1) Watching the leaves change colours

My dad used to take my family out for drives in the fall and we would drive down country sides or highways where we can just watch the array of colours of the leaves before us. I never thought much of it, but perhaps, it is a rare thing for a family to take the time out to do that. I still gasp and point out scenery as I drive down the DVP to this day. It still takes my breath away.

2) Christmas lights

Again, another family drive around the neighborhood (sometimes our neighborhood, sometimes not). My family is not very big on decorating with a lot of lights, but we would take drives and marvel at other peoples' creations. I think I want to bring it up this Christmas and go for a little drive. Only this time, my sisters and I will be about 15 years older than we were last time we did it. I'm sure we'll point and gasp just the same.

3) Watching airplanes

Back in the day, it was a big deal for a family member to go somewhere via airplane. My entire extended family would all gather at Pearson International to see them off. Even though my family didn't go anywhere. My favourite part about seeing other people off, was watching the airplanes afterwards. My family would go up to the old Terminal parking garage and watch the planes take off. One by one. It was beautiful watching the airplane take off against the lights of the city.

I think I even waved to them, thinking my relative would see me. Silly me.
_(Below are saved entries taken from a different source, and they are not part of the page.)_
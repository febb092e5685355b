//! The stake transactions seen in one polling cycle.

use stakewatch_types::{StakeTransaction, TxId, TypesError, WalletTransaction};

/// Working set of stake transactions for one cycle.
///
/// Rebuilt from the wallet listing every cycle and never persisted. Inserts
/// are not deduplicated; lookups by id return the first match in insertion
/// order.
#[derive(Clone, Debug, Default)]
pub struct StakeTransactions {
    records: Vec<StakeTransaction>,
}

impl StakeTransactions {
    pub fn new() -> Self {
        Self::default()
    }

    /// Keep only the stake entries of a wallet listing.
    pub fn from_wallet_listing(listing: impl IntoIterator<Item = WalletTransaction>) -> Self {
        listing
            .into_iter()
            .filter_map(|tx| StakeTransaction::try_from(tx).ok())
            .collect()
    }

    pub fn push(&mut self, stake: StakeTransaction) {
        self.records.push(stake);
    }

    /// Validate a raw listing entry and add it.
    pub fn try_push(&mut self, tx: WalletTransaction) -> Result<(), TypesError> {
        self.records.push(StakeTransaction::try_from(tx)?);
        Ok(())
    }

    pub fn len(&self) -> usize {
        self.records.len()
    }

    pub fn is_empty(&self) -> bool {
        self.records.is_empty()
    }

    /// Records in insertion order.
    pub fn iter(&self) -> impl Iterator<Item = &StakeTransaction> {
        self.records.iter()
    }

    /// Records ordered by timestamp, oldest first.
    ///
    /// The sort is stable: equal timestamps keep insertion order.
    pub fn sorted_ascending(&self) -> Vec<&StakeTransaction> {
        let mut sorted: Vec<&StakeTransaction> = self.records.iter().collect();
        sorted.sort_by_key(|s| s.timestamp());
        sorted
    }

    pub fn find_by_id(&self, id: &TxId) -> Option<&StakeTransaction> {
        self.records.iter().find(|s| s.id() == id)
    }

    pub fn ids_ascending(&self) -> Vec<&TxId> {
        self.sorted_ascending().into_iter().map(|s| s.id()).collect()
    }

    /// Id of the most recent stake, or the empty id when there is none.
    pub fn last_id(&self) -> TxId {
        self.sorted_ascending()
            .last()
            .map(|s| s.id().clone())
            .unwrap_or_default()
    }

    /// Stakes strictly newer than the anchor `last_known`, oldest first.
    ///
    /// An empty or unknown anchor yields nothing: without a reference point
    /// no stake is claimed as new.
    pub fn new_since(&self, last_known: &TxId) -> Vec<&StakeTransaction> {
        if last_known.is_empty() {
            return Vec::new();
        }
        let Some(anchor) = self.find_by_id(last_known) else {
            return Vec::new();
        };
        let since = anchor.timestamp();
        self.sorted_ascending()
            .into_iter()
            .filter(|s| s.timestamp() > since)
            .collect()
    }
}

impl FromIterator<StakeTransaction> for StakeTransactions {
    fn from_iter<I: IntoIterator<Item = StakeTransaction>>(iter: I) -> Self {
        Self {
            records: iter.into_iter().collect(),
        }
    }
}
To this day, I think it's amazing that a big piece of metal can fly. I know it can be explained by physics. I prefer to think it's magical.

4) Steamed birthday cakes

When we were little, we hardly ever bought birthday cakes because my family couldn't afford them. My mom would round up us kids, and together we would make the cake mix. Then we would watch my mom put it in the steamer. When the cake was done, my mom would let one of us (we would take turns) dip the end of a chop stick in red food colouring, and mark the middle of the cake with it.

5) Eating dinner together

I would take it for granted when we always ate dinner together through out my childhood and teenage years, until I went to university. I wouldn't understand how my parents would get upset if I was late for dinner. Now I miss it. It's so rare to have everyone home, and its always nice when we do. I would take having a simply meal at home, any day, over eating out.

6) Cooking fests

My sisters and cousins and I used to have "cooking fests" when we lived together. Basically, we go shopping the day of, and then buy all the ingredients for the week (or two). Then, we make our favourite dish (at the same time) in the kitchen and have a little potluck afterwards (and major clean up). They were always fun. I love how food brings people together!
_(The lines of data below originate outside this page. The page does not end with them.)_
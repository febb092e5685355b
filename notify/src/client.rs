//! Blocking HTTP client for the notification API.

use std::time::Duration;

use serde::Deserialize;
use tracing::{debug, info};

use crate::{ApiCredentials, NotificationSender, NotifyError, StakeNotification, StakePeriod};

/// Default timeout for API requests.
const DEFAULT_TIMEOUT: Duration = Duration::from_secs(30);

/// Default connection timeout.
const DEFAULT_CONNECT_TIMEOUT: Duration = Duration::from_secs(10);

/// Response bodies longer than this are shortened in error messages.
const MAX_BODY_IN_ERROR: usize = 90;

/// Token endpoint response (only the field we use).
#[derive(Debug, Deserialize)]
struct TokenResponse {
    access_token: String,
}

/// Client for the notification API.
///
/// Every call first exchanges the client credentials for a fresh access
/// token; tokens are not cached between calls.
pub struct ApiGatewayClient {
    http: reqwest::blocking::Client,
    credentials: ApiCredentials,
}

impl ApiGatewayClient {
    pub fn new(credentials: ApiCredentials) -> Result<Self, NotifyError> {
        let http = reqwest::blocking::Client::builder()
            .timeout(DEFAULT_TIMEOUT)
            .connect_timeout(DEFAULT_CONNECT_TIMEOUT)
            .build()
            .map_err(|e| NotifyError::Transport(format!("failed to create HTTP client: {e}")))?;
        Ok(Self { http, credentials })
    }

    /// Fetch an access token with the OAuth2 client-credentials grant.
    pub fn access_token(&self) -> Result<String, NotifyError> {
        let response = self
            .http
            .post(&self.credentials.token_url)
            .basic_auth(
                &self.credentials.client_id,
                Some(&self.credentials.client_secret),
            )
            .form(&[
                ("grant_type", "client_credentials"),
                ("scope", self.credentials.scopes.as_str()),
            ])
            .send()
            .map_err(transport_error)?;

        let token: TokenResponse = parse_json(response)?;
        debug!("access token acquired");
        Ok(token.access_token)
    }

    /// `POST` one stake to the API and return its JSON reply.
    pub fn post_stake(
        &self,
        notification: &StakeNotification,
    ) -> Result<serde_json::Value, NotifyError> {
        let token = self.access_token()?;
        let response = self
            .http
            .post(&self.credentials.api_url)
            .header(reqwest::header::AUTHORIZATION, token)
            .json(notification)
            .send()
            .map_err(transport_error)?;
        parse_json(response)
    }

    /// `GET` the stake totals for `period`.
    pub fn get_stakes(&self, period: &StakePeriod) -> Result<serde_json::Value, NotifyError> {
        let token = self.access_token()?;
        let response = self
            .http
            .get(&self.credentials.api_url)
            .header(reqwest::header::AUTHORIZATION, token)
            .query(&period.query())
            .send()
            .map_err(transport_error)?;
        parse_json(response)
    }
}

impl NotificationSender for ApiGatewayClient {
    fn send(&self, notification: &StakeNotification) -> Result<(), NotifyError> {
        self.post_stake(notification)?;
        info!(
            txid = %notification.txid,
            time = notification.time.as_secs(),
            amount = %notification.amount,
            "stake notification delivered"
        );
        Ok(())
    }
}

fn transport_error(e: reqwest::Error) -> NotifyError {
    if e.is_timeout() {
        NotifyError::Transport(format!("request timed out: {e}"))
    } else if e.is_connect() {
        NotifyError::Transport(format!("connection failed: {e}"))
    } else {
        NotifyError::Transport(e.to_string())
    }
}

/// Anything but `200 OK` is an error; the body is shortened for the message.
fn parse_json<T: serde::de::DeserializeOwned>(
    response: reqwest::blocking::Response,
) -> Result<T, NotifyError> {
    let status = response.status();
    let body = response.text().map_err(transport_error)?;
    if status != reqwest::StatusCode::OK {
        return Err(NotifyError::Status {
            status: status.as_u16(),
            body: shorten(&body),
        });
    }
    serde_json::from_str(&body).map_err(|e| NotifyError::InvalidResponse(e.to_string()))
}

fn shorten(body: &str) -> String {
    if body.chars().count() > MAX_BODY_IN_ERROR {
        let head: String = body.chars().take(MAX_BODY_IN_ERROR - 3).collect();
        format!("{head}...")
    } else {
        body.to_string()
    }
}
There you have it. Happy Thanksgiving, everyone!

Tuesday, October 07, 2008

Believing in "Magic"

One of my favourite places to be in the fall is on the Don Valley Parkway. I love driving down it, and just take in the array of colours. It's beautiful. The way each individual leaf is part of this tapestry of reds, browns, oranges and golds, is a little magical, is what I always thought of it as a kid. Of course, I've known for a while its due to the chlorophyll and cartenoids. But I still like to think of it as a little magic trick of mother nature.
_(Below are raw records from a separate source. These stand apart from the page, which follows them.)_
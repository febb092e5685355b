//! Structured logging initialisation.
//!
//! Two output formats are supported:
//! - [`LogFormat::Human`] — human-readable lines (interactive use).
//! - [`LogFormat::Json`] — newline-delimited JSON (log aggregation).
//!
//! Output goes either to stderr or is appended to a log file, which is how
//! the checker is usually run from a scheduler.
//!
//! The filter level can be overridden at runtime via the `RUST_LOG`
//! environment variable.  When `RUST_LOG` is not set, the caller-supplied
//! `level` string is used (e.g. `"info"`, `"debug,stakewatch_reconcile=trace"`).

use std::fs::OpenOptions;
use std::path::{Path, PathBuf};
use std::str::FromStr;
use std::sync::Mutex;

use serde::{Deserialize, Serialize};
use thiserror::Error;
use tracing::Dispatch;
use tracing_subscriber::fmt::writer::BoxMakeWriter;
use tracing_subscriber::{fmt, layer::SubscriberExt, EnvFilter};

#[derive(Debug, Error)]
pub enum LoggingError {
    #[error("unknown log format: {0} (expected \"human\" or \"json\")")]
    UnknownFormat(String),

    #[error("cannot open log file {path}: {source}")]
    File {
        path: String,
        #[source]
        source: std::io::Error,
    },
}

/// Selects the output format for structured logs.
#[derive(Debug, Clone, Copy, PartialEq, Eq, Default, Serialize, Deserialize)]
#[serde(rename_all = "lowercase")]
pub enum LogFormat {
    /// Plain human-readable output.
    #[default]
    Human,
    /// Newline-delimited JSON.
    Json,
}

impl FromStr for LogFormat {
    type Err = LoggingError;

    fn from_str(s: &str) -> Result<Self, Self::Err> {
        match s.to_ascii_lowercase().as_str() {
            "human" => Ok(Self::Human),
            "json" => Ok(Self::Json),
            other => Err(LoggingError::UnknownFormat(other.to_string())),
        }
    }
}

/// Where log lines are written.
#[derive(Debug, Clone, PartialEq, Eq)]
pub enum LogTarget {
    Stderr,
    /// Append to the given file, creating it if needed.
    File(PathBuf),
}

impl LogTarget {
    pub fn from_option(path: Option<&Path>) -> Self {
        match path {
            Some(p) => Self::File(p.to_path_buf()),
            None => Self::Stderr,
        }
    }
}

/// Build a log sink without installing it.
///
/// The returned [`Dispatch`] is handed to components that take an injected
/// sink, or scoped with [`tracing::dispatcher::with_default`].
pub fn build_dispatch(
    format: LogFormat,
    level: &str,
    target: &LogTarget,
) -> Result<Dispatch, LoggingError> {
    let filter = EnvFilter::try_from_default_env().unwrap_or_else(|_| EnvFilter::new(level));

    let (writer, ansi) = match target {
        LogTarget::Stderr => (BoxMakeWriter::new(std::io::stderr), true),
        LogTarget::File(path) => {
            let file = OpenOptions::new()
                .create(true)
                .append(true)
                .open(path)
                .map_err(|source| LoggingError::File {
                    path: path.display().to_string(),
                    source,
                })?;
            (BoxMakeWriter::new(Mutex::new(file)), false)
        }
    };

    let dispatch = match format {
        LogFormat::Human => Dispatch::new(
            tracing_subscriber::registry().with(filter).with(
                fmt::layer()
                    .with_writer(writer)
                    .with_ansi(ansi)
                    .with_target(true),
            ),
        ),
        LogFormat::Json => Dispatch::new(
            tracing_subscriber::registry().with(filter).with(
                fmt::layer()
                    .json()
                    .with_writer(writer)
                    .with_target(true),
            ),
        ),
    };
    Ok(dispatch)
}

#[cfg(test)]
mod tests {
    use super::*;

    #[test]
    fn format_parses_case_insensitively() {
        assert_eq!("human".parse::<LogFormat>().unwrap(), LogFormat::Human);
        assert_eq!("JSON".parse::<LogFormat>().unwrap(), LogFormat::Json);
        assert!("xml".parse::<LogFormat>().is_err());
    }

    #[test]
    fn file_sink_appends_lines() {
        let dir = tempfile::tempdir().unwrap();
        let path = dir.path().join("stake.log");
        let dispatch =
            build_dispatch(LogFormat::Json, "info", &LogTarget::File(path.clone())).unwrap();

        tracing::dispatcher::with_default(&dispatch, || {
            tracing::info!(txid = "tx01", "new stake");
        });

        let contents = std::fs::read_to_string(&path).unwrap();
        assert!(contents.contains("new stake"));
        assert!(contents.contains("tx01"));
    }

    #[test]
    fn unwritable_file_is_an_error() {
        let dir = tempfile::tempdir().unwrap();
        let path = dir.path().join("missing-dir/stake.log");
        let err = build_dispatch(LogFormat::Human, "info", &LogTarget::File(path)).unwrap_err();
        assert!(matches!(err, LoggingError::File { .. }));
    }

    #[test]
    fn target_from_option() {
        assert_eq!(LogTarget::from_option(None), LogTarget::Stderr);
        assert_eq!(
            LogTarget::from_option(Some(Path::new("a.log"))),
            LogTarget::File(PathBuf::from("a.log"))
        );
    }
}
I guess one of the things I'm realizing is that as we grow up, we gain more experiences. We (hopefully) become more wise, but at the same time, we have less new experiences, and sometimes, I feel that less things become special. Things that might have at one time, made us gasp in awe and surprise, might be merely met with a shrug now. It's like part of the "magic" is gone, and it scares me.

We stopped believing in Santa Claus. The fairy god mother. The tooth fairy. Which isn't that big of a deal. But when it comes to the issues that we all might face every day, would we be too cynical to believe in something that we want to happen but might be too shy to admit?

In a world where it seems that a risk factor or some sort of statistic can be calculated for almost everything -- from car insurance to divorce rates, from stocks to best sellers. Will people still believe in "magic?"

The magic in people. The magic of kindness. The magic of compassion. The magic in nature. The magic of love. The magic of forgiveness.

I hope that I may always take that leap -- no matter how difficult it is, and believe in the magic.